▸ PROBLEM STATEMENT: The required answer is a copy of each line in the entries below that includes "control".

▸ DATA EXTRACT:
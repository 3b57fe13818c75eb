//! Per-function control-flow graphs.
//!
//! A [`Cfg`] wraps a petgraph `StableGraph` whose nodes are the entry node,
//! the exit node, and basic blocks, and whose edges carry an explicit ordinal
//! (`CfgEdge::index`). The ordinal encodes which switch case or branch
//! alternative an edge represents; ordinals on a node's out-edges are dense
//! `0..n`.
//!
//! All mutations go through `Cfg` methods so the invariants hold by
//! construction: exactly one entry with no in-edges, exactly one exit with no
//! out-edges, TAC insertions type-checked against the operation signature.
//! Removing a node that still has in-edges is a programmer error and panics.

use petgraph::graph::NodeIndex;
use petgraph::stable_graph::StableGraph;
use petgraph::visit::EdgeRef;
use petgraph::Directed;
use serde::{Deserialize, Serialize};

use crate::tac::Tac;
use crate::types::Type;
use crate::variable::{Globals, Var, VarId, Variable};

/// Stable CFG node identifier. Maps to a petgraph `NodeIndex<u32>`.
#[derive(Debug, Clone, Copy, PartialEq, Eq, Hash, PartialOrd, Ord, Serialize, Deserialize)]
pub struct CfgNodeId(pub u32);

impl From<NodeIndex<u32>> for CfgNodeId {
    fn from(idx: NodeIndex<u32>) -> Self {
        CfgNodeId(idx.index() as u32)
    }
}

impl From<CfgNodeId> for NodeIndex<u32> {
    fn from(id: CfgNodeId) -> Self {
        NodeIndex::new(id.0 as usize)
    }
}

/// A basic block: an ordered TAC list.
#[derive(Debug, Clone, Default, Serialize, Deserialize)]
pub struct BasicBlock {
    tacs: Vec<Tac>,
}

impl BasicBlock {
    pub fn tacs(&self) -> &[Tac] {
        &self.tacs
    }

    pub fn last(&self) -> Option<&Tac> {
        self.tacs.last()
    }

    pub(crate) fn extend_tacs(&mut self, tacs: Vec<Tac>) {
        self.tacs.extend(tacs);
    }
}

/// The three CFG node kinds.
#[derive(Debug, Clone, Serialize, Deserialize)]
pub enum CfgNode {
    /// Unique entry; owns the function argument variables in order.
    Entry { arguments: Vec<VarId> },
    /// Unique exit; owns the function result variables in order.
    Exit { results: Vec<VarId> },
    /// An ordinary basic block.
    Block(BasicBlock),
}

/// Edge weight: the dense out-edge ordinal at the source node.
#[derive(Debug, Clone, Copy, Serialize, Deserialize)]
pub struct CfgEdge {
    pub index: usize,
}

/// A per-function control-flow graph.
#[derive(Debug, Clone, Serialize, Deserialize)]
pub struct Cfg {
    graph: StableGraph<CfgNode, CfgEdge, Directed, u32>,
    entry: CfgNodeId,
    exit: CfgNodeId,
    variables: Vec<Variable>,
}

impl Default for Cfg {
    fn default() -> Self {
        Cfg::new()
    }
}

impl Cfg {
    /// Creates a CFG containing only entry -> exit.
    pub fn new() -> Self {
        let mut graph = StableGraph::new();
        let entry = CfgNodeId::from(graph.add_node(CfgNode::Entry { arguments: vec![] }));
        let exit = CfgNodeId::from(graph.add_node(CfgNode::Exit { results: vec![] }));
        graph.add_edge(entry.into(), exit.into(), CfgEdge { index: 0 });
        Cfg { graph, entry, exit, variables: vec![] }
    }

    pub fn entry(&self) -> CfgNodeId {
        self.entry
    }

    pub fn exit(&self) -> CfgNodeId {
        self.exit
    }

    // -----------------------------------------------------------------------
    // Variables
    // -----------------------------------------------------------------------

    /// Creates a fresh local variable with an auto-generated name.
    pub fn create_variable(&mut self, ty: Type) -> VarId {
        let id = VarId(self.variables.len() as u32);
        self.variables.push(Variable::local(format!("v{}", id.0), ty));
        id
    }

    /// Creates a fresh local variable with an explicit name.
    pub fn create_named_variable(&mut self, name: impl Into<String>, ty: Type) -> VarId {
        let id = VarId(self.variables.len() as u32);
        self.variables.push(Variable::local(name, ty));
        id
    }

    /// Creates a function argument variable and appends it to the entry node.
    pub fn create_argument(&mut self, name: impl Into<String>, ty: Type) -> VarId {
        let id = VarId(self.variables.len() as u32);
        let index = self.arguments().len() as u32;
        self.variables.push(Variable::argument(name, ty, index));
        match self.graph.node_weight_mut(self.entry.into()).unwrap() {
            CfgNode::Entry { arguments } => arguments.push(id),
            _ => unreachable!(),
        }
        id
    }

    pub fn variable(&self, id: VarId) -> &Variable {
        &self.variables[id.0 as usize]
    }

    pub fn nvariables(&self) -> usize {
        self.variables.len()
    }

    pub fn arguments(&self) -> &[VarId] {
        match self.graph.node_weight(self.entry.into()).unwrap() {
            CfgNode::Entry { arguments } => arguments,
            _ => unreachable!(),
        }
    }

    pub fn results(&self) -> &[VarId] {
        match self.graph.node_weight(self.exit.into()).unwrap() {
            CfgNode::Exit { results } => results,
            _ => unreachable!(),
        }
    }

    /// Sets the ordered result variables on the exit node.
    pub fn set_results(&mut self, results: Vec<VarId>) {
        match self.graph.node_weight_mut(self.exit.into()).unwrap() {
            CfgNode::Exit { results: r } => *r = results,
            _ => unreachable!(),
        }
    }

    // -----------------------------------------------------------------------
    // Nodes and TACs
    // -----------------------------------------------------------------------

    /// Appends a fresh, empty basic block.
    pub fn add_basic_block(&mut self) -> CfgNodeId {
        CfgNodeId::from(self.graph.add_node(CfgNode::Block(BasicBlock::default())))
    }

    pub fn node(&self, id: CfgNodeId) -> &CfgNode {
        self.graph.node_weight(id.into()).expect("node not in this CFG")
    }

    pub fn is_block(&self, id: CfgNodeId) -> bool {
        matches!(self.node(id), CfgNode::Block(_))
    }

    /// The TAC list of a basic block. Panics on entry/exit.
    pub fn tacs(&self, id: CfgNodeId) -> &[Tac] {
        match self.node(id) {
            CfgNode::Block(bb) => bb.tacs(),
            _ => panic!("entry and exit nodes carry no TACs"),
        }
    }

    /// Appends a type-checked TAC to a basic block.
    pub fn append_tac(&mut self, block: CfgNodeId, tac: Tac, globals: &Globals) {
        tac.check(|var| match var {
            Var::Local(id) => self.variables[id.0 as usize].ty.clone(),
            Var::Global(id) => globals.get(id).expect("unknown global in tac").ty.clone(),
        });
        match self.graph.node_weight_mut(block.into()).expect("node not in this CFG") {
            CfgNode::Block(bb) => bb.tacs.push(tac),
            _ => panic!("cannot append TACs to entry or exit"),
        }
    }

    /// Removes a node. Panics if it still has in-edges or is entry/exit.
    pub fn remove_node(&mut self, id: CfgNodeId) {
        assert!(id != self.entry && id != self.exit, "cannot remove entry or exit");
        assert_eq!(self.ninedges(id), 0, "cannot remove node with in-edges");
        self.remove_outedges(id);
        self.graph.remove_node(id.into());
    }

    pub fn nnodes(&self) -> usize {
        self.graph.node_count()
    }

    pub fn node_ids(&self) -> Vec<CfgNodeId> {
        self.graph.node_indices().map(CfgNodeId::from).collect()
    }

    // -----------------------------------------------------------------------
    // Edges
    // -----------------------------------------------------------------------

    /// Adds an out-edge with the next dense ordinal; returns the ordinal.
    pub fn add_outedge(&mut self, src: CfgNodeId, sink: CfgNodeId) -> usize {
        let index = self.noutedges(src);
        self.graph.add_edge(src.into(), sink.into(), CfgEdge { index });
        index
    }

    /// Ordered out-edges of a node as `(ordinal, sink)`.
    pub fn outedges(&self, src: CfgNodeId) -> Vec<(usize, CfgNodeId)> {
        let mut edges: Vec<(usize, CfgNodeId)> = self
            .graph
            .edges(src.into())
            .map(|e| (e.weight().index, CfgNodeId::from(e.target())))
            .collect();
        edges.sort_by_key(|(index, _)| *index);
        edges
    }

    /// The sink of the out-edge with the given ordinal.
    pub fn outedge(&self, src: CfgNodeId, index: usize) -> CfgNodeId {
        self.outedges(src)
            .into_iter()
            .find(|(n, _)| *n == index)
            .map(|(_, sink)| sink)
            .expect("no out-edge with this ordinal")
    }

    pub fn noutedges(&self, src: CfgNodeId) -> usize {
        self.graph.edges(src.into()).count()
    }

    /// In-edges of a node as `(source, ordinal at the source)`.
    pub fn inedges(&self, sink: CfgNodeId) -> Vec<(CfgNodeId, usize)> {
        self.graph
            .edges_directed(sink.into(), petgraph::Direction::Incoming)
            .map(|e| (CfgNodeId::from(e.source()), e.weight().index))
            .collect()
    }

    pub fn ninedges(&self, sink: CfgNodeId) -> usize {
        self.graph
            .edges_directed(sink.into(), petgraph::Direction::Incoming)
            .count()
    }

    /// Retargets the out-edge `(src, index)` at a new sink, keeping the
    /// ordinal.
    pub fn redirect_outedge(&mut self, src: CfgNodeId, index: usize, new_sink: CfgNodeId) {
        let eid = self
            .graph
            .edges(src.into())
            .find(|e| e.weight().index == index)
            .map(|e| e.id())
            .expect("no out-edge with this ordinal");
        self.graph.remove_edge(eid);
        self.graph.add_edge(src.into(), new_sink.into(), CfgEdge { index });
    }

    /// Redirects every in-edge of `old` to `new`, preserving ordinals.
    pub fn divert_inedges(&mut self, old: CfgNodeId, new: CfgNodeId) {
        let inedges = self.inedges(old);
        for (src, index) in inedges {
            self.redirect_outedge(src, index, new);
        }
    }

    /// Removes all out-edges of a node.
    pub fn remove_outedges(&mut self, src: CfgNodeId) {
        let eids: Vec<_> = self.graph.edges(src.into()).map(|e| e.id()).collect();
        for eid in eids {
            self.graph.remove_edge(eid);
        }
    }

    // -----------------------------------------------------------------------
    // Verification
    // -----------------------------------------------------------------------

    /// Asserts the structural invariants: entry has no in-edges, exit has no
    /// out-edges, every node's out-edge ordinals are dense `0..n`.
    pub fn verify(&self) {
        assert_eq!(self.ninedges(self.entry), 0, "entry must have no in-edges");
        assert_eq!(self.noutedges(self.exit), 0, "exit must have no out-edges");
        for id in self.node_ids() {
            let mut ordinals: Vec<usize> =
                self.outedges(id).into_iter().map(|(n, _)| n).collect();
            ordinals.sort_unstable();
            for (expected, actual) in ordinals.into_iter().enumerate() {
                assert_eq!(expected, actual, "out-edge ordinals must be dense");
            }
        }
    }

    /// Read-only access to the underlying graph, for the structure analyses.
    pub fn graph(&self) -> &StableGraph<CfgNode, CfgEdge, Directed, u32> {
        &self.graph
    }

    pub(crate) fn node_mut_internal(&mut self, id: CfgNodeId) -> &mut CfgNode {
        self.graph.node_weight_mut(id.into()).expect("node not in this CFG")
    }
}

▸ ANSWER FOR THIS EXERCISE:
//! Per-function control-flow graphs.
/// A per-function control-flow graph.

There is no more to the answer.